Brief: Please give, exactly as they appear below, the line with "to the tracer's" and every line after it through the final one, and nothing else.

====== Supplied data ======

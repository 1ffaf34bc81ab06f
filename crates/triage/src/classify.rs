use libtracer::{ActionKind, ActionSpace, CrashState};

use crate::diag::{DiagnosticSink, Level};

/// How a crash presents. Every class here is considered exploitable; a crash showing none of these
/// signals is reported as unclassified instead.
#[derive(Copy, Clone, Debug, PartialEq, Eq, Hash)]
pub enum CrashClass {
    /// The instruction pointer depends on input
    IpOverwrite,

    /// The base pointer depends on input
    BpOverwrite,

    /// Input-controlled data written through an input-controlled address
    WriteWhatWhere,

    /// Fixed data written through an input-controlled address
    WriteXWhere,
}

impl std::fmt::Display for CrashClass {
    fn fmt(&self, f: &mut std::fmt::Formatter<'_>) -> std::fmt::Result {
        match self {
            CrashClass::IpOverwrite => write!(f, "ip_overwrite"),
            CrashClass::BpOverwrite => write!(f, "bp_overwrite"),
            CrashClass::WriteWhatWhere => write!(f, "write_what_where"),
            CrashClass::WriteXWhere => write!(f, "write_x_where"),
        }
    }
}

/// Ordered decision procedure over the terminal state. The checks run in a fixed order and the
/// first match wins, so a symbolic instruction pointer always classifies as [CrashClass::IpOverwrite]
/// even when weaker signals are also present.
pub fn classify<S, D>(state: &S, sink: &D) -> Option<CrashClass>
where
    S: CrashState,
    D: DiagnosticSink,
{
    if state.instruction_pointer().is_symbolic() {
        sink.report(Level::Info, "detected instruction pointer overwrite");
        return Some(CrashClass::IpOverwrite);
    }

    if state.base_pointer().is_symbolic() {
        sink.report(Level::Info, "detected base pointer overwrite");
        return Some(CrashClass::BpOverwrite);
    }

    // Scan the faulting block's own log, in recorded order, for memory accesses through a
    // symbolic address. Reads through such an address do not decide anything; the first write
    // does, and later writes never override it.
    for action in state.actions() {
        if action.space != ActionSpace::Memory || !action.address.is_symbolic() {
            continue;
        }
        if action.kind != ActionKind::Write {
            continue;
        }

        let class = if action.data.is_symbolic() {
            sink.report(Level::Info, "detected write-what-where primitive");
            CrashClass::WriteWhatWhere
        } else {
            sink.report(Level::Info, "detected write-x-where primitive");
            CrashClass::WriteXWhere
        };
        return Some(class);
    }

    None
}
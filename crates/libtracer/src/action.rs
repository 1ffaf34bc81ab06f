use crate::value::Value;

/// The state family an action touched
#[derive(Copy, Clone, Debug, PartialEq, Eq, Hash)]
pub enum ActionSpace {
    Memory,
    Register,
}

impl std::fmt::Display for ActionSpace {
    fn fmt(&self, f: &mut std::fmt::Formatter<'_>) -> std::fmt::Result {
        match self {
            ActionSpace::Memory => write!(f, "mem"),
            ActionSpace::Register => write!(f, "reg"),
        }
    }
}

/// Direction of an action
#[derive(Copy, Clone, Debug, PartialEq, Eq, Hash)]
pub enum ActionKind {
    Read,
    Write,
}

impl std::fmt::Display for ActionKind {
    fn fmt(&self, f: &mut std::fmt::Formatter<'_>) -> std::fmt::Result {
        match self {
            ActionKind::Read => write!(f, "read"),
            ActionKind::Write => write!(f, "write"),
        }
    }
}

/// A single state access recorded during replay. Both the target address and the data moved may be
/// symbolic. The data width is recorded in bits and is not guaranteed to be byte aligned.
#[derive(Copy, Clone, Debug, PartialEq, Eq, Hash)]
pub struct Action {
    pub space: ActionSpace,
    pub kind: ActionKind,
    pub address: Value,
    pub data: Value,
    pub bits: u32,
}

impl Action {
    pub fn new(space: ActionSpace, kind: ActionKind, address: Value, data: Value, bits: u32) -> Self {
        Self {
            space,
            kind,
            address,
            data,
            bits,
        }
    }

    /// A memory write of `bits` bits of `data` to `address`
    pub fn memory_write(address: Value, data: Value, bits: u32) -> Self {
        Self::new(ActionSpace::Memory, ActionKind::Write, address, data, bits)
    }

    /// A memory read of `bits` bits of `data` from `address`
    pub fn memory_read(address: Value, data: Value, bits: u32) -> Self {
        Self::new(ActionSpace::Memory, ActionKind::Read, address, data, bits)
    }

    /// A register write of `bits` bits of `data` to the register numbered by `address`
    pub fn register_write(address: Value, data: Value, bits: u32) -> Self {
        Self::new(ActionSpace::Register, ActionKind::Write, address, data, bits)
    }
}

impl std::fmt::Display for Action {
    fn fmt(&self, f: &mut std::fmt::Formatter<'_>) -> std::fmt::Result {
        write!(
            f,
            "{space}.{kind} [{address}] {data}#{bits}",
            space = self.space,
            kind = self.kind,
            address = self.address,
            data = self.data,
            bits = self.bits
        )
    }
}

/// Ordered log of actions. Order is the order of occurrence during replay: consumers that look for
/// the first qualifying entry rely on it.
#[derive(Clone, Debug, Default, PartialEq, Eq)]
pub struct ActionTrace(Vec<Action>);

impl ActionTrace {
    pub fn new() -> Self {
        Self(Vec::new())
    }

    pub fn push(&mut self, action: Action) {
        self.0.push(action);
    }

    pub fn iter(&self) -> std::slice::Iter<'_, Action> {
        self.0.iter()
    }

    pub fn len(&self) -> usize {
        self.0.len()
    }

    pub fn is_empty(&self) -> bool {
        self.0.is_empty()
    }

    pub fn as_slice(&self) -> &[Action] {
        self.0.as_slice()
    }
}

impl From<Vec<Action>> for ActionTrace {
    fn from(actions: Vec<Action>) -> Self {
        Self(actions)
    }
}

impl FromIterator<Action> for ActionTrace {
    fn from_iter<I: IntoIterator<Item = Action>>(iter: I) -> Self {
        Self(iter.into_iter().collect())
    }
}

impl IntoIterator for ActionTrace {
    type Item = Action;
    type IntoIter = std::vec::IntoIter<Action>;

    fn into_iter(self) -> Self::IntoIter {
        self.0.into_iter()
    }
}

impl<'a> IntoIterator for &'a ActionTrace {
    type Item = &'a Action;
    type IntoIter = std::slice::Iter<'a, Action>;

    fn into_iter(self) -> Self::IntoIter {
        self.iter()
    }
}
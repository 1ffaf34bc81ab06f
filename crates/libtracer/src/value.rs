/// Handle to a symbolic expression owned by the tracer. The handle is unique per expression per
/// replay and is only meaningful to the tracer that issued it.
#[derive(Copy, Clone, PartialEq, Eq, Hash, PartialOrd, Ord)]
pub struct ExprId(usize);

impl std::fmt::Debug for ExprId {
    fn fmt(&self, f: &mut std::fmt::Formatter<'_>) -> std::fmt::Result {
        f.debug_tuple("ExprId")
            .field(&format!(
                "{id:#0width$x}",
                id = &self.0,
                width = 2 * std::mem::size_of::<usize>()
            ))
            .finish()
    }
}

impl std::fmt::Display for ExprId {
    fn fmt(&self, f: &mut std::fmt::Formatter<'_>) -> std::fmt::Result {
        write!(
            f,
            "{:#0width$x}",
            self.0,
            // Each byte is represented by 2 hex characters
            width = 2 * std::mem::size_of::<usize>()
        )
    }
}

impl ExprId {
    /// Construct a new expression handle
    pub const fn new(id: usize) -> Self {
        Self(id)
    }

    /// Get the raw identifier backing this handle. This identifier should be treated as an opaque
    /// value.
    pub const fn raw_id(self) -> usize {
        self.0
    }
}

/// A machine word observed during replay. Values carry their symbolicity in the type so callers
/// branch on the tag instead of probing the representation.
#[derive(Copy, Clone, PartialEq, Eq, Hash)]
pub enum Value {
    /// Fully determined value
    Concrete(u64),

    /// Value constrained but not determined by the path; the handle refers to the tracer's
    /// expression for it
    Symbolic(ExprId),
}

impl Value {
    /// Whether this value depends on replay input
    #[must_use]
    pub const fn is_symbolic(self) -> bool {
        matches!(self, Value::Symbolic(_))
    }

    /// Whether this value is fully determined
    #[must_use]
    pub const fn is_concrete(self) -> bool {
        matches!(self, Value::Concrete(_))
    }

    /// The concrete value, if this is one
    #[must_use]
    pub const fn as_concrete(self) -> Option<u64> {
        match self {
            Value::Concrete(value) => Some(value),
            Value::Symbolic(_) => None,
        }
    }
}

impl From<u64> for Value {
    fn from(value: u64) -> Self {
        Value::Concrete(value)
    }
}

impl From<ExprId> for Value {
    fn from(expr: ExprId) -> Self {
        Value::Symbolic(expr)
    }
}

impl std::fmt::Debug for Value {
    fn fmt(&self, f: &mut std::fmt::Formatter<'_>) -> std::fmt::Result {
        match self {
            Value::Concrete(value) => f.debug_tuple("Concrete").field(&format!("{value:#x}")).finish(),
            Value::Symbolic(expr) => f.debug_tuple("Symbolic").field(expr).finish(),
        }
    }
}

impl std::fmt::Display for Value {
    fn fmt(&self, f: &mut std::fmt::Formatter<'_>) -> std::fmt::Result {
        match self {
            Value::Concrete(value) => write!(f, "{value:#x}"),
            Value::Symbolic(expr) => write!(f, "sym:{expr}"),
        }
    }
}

======

Response:
    /// Value constrained but not determined by the path; the handle refers to the tracer's
    /// expression for it
    Symbolic(ExprId),
}

impl Value {
    /// Whether this value depends on replay input
    #[must_use]
    pub const fn is_symbolic(self) -> bool {
        matches!(self, Value::Symbolic(_))
    }

    /// Whether this value is fully determined
    #[must_use]
    pub const fn is_concrete(self) -> bool {
        matches!(self, Value::Concrete(_))
    }

    /// The concrete value, if this is one
    #[must_use]
    pub const fn as_concrete(self) -> Option<u64> {
        match self {
            Value::Concrete(value) => Some(value),
            Value::Symbolic(_) => None,
        }
    }
}

impl From<u64> for Value {
    fn from(value: u64) -> Self {
        Value::Concrete(value)
    }
}

impl From<ExprId> for Value {
    fn from(expr: ExprId) -> Self {
        Value::Symbolic(expr)
    }
}

impl std::fmt::Debug for Value {
    fn fmt(&self, f: &mut std::fmt::Formatter<'_>) -> std::fmt::Result {
        match self {
            Value::Concrete(value) => f.debug_tuple("Concrete").field(&format!("{value:#x}")).finish(),
            Value::Symbolic(expr) => f.debug_tuple("Symbolic").field(expr).finish(),
        }
    }
}

impl std::fmt::Display for Value {
    fn fmt(&self, f: &mut std::fmt::Formatter<'_>) -> std::fmt::Result {
        match self {
            Value::Concrete(value) => write!(f, "{value:#x}"),
            Value::Symbolic(expr) => write!(f, "sym:{expr}"),
        }
    }
}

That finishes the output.